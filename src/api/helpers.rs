//! Response builders for the API Gateway proxy integration.

use serde_json::{Value, json};

/// `error` value of every failure response.
pub const INTERNAL_ERROR_MESSAGE: &str = "Internal server error";

fn response(status_code: u16, body: &Value) -> Value {
    json!({
        "statusCode": status_code,
        "headers": {
            "Content-Type": "application/json",
            "Access-Control-Allow-Origin": "*"
        },
        "body": body.to_string()
    })
}

/// Returns a 200 OK response carrying the assembled agent reply.
#[must_use]
pub fn ok_completion(completion: &str) -> Value {
    response(200, &json!({ "response": completion }))
}

/// Returns a 500 response with the failure description in `details`.
///
/// Carries the same CORS header as the success response so browsers can
/// read the error.
#[must_use]
pub fn internal_error(details: &str) -> Value {
    response(
        500,
        &json!({ "error": INTERNAL_ERROR_MESSAGE, "details": details }),
    )
}
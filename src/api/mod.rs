//! API Lambda handler and request processing

pub mod handler;
pub mod helpers;
pub mod parsing;

// Re-export the main handler for convenience
pub use handler::handler;
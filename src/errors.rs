use thiserror::Error;

/// Failures that turn an invocation into a 500 response.
///
/// The `Display` text is what callers see in the `details` field.
#[derive(Debug, Clone, PartialEq, Eq, Error)]
pub enum AgentError {
    #[error("Missing configuration: {0}")]
    Config(String),

    #[error("Failed to invoke Bedrock agent: {0}")]
    Invoke(String),

    #[error("Failed to read agent response stream: {0}")]
    Stream(String),

    #[error("Failed to decode response fragment: {0}")]
    Decode(String),
}

impl From<std::str::Utf8Error> for AgentError {
    fn from(error: std::str::Utf8Error) -> Self {
        AgentError::Decode(error.to_string())
    }
}
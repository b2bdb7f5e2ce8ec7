//! Assembles an agent completion stream into a single reply.

use futures::StreamExt;

use super::client::CompletionStream;
use crate::errors::AgentError;

/// Drains the stream in order and concatenates every text payload.
///
/// Fragments without bytes (or with zero bytes) are skipped. Each payload is
/// decoded as strict UTF-8 on its own.
///
/// # Errors
///
/// Returns the first stream error, or `AgentError::Decode` for a payload
/// that is not valid UTF-8. Text gathered before the failure is dropped.
pub async fn collect_completion(mut stream: CompletionStream) -> Result<String, AgentError> {
    let mut completion = String::new();

    while let Some(fragment) = stream.next().await {
        let Some(bytes) = fragment?.bytes.filter(|b| !b.is_empty()) else {
            continue;
        };
        completion.push_str(std::str::from_utf8(&bytes)?);
    }

    Ok(completion)
}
....
### Work item
Lines from the one containing "#[derive(Debug, Clone, PartialEq, Eq, Error)]" through the end of the entries above must be copied exactly; include both ends and no other lines.

### Response for this exercise
#[derive(Debug, Clone, PartialEq, Eq, Error)]
pub enum AgentError {
    #[error("Missing configuration: {0}")]
    Config(String),

    #[error("Failed to invoke Bedrock agent: {0}")]
    Invoke(String),

    #[error("Failed to read agent response stream: {0}")]
    Stream(String),

    #[error("Failed to decode response fragment: {0}")]
    Decode(String),
}

impl From<std::str::Utf8Error> for AgentError {
    fn from(error: std::str::Utf8Error) -> Self {
        AgentError::Decode(error.to_string())
    }
}
repository b2bdb7f5e2ce8ec7
//! Assembles an agent completion stream into a single reply.

use futures::StreamExt;

use super::client::CompletionStream;
use crate::errors::AgentError;

/// Drains the stream in order and concatenates every text payload.
///
/// Fragments without bytes (or with zero bytes) are skipped. Each payload is
/// decoded as strict UTF-8 on its own.
///
/// # Errors
///
/// Returns the first stream error, or `AgentError::Decode` for a payload
/// that is not valid UTF-8. Text gathered before the failure is dropped.
pub async fn collect_completion(mut stream: CompletionStream) -> Result<String, AgentError> {
    let mut completion = String::new();

    while let Some(fragment) = stream.next().await {
        let Some(bytes) = fragment?.bytes.filter(|b| !b.is_empty()) else {
            continue;
        };
        completion.push_str(std::str::from_utf8(&bytes)?);
    }

    Ok(completion)
}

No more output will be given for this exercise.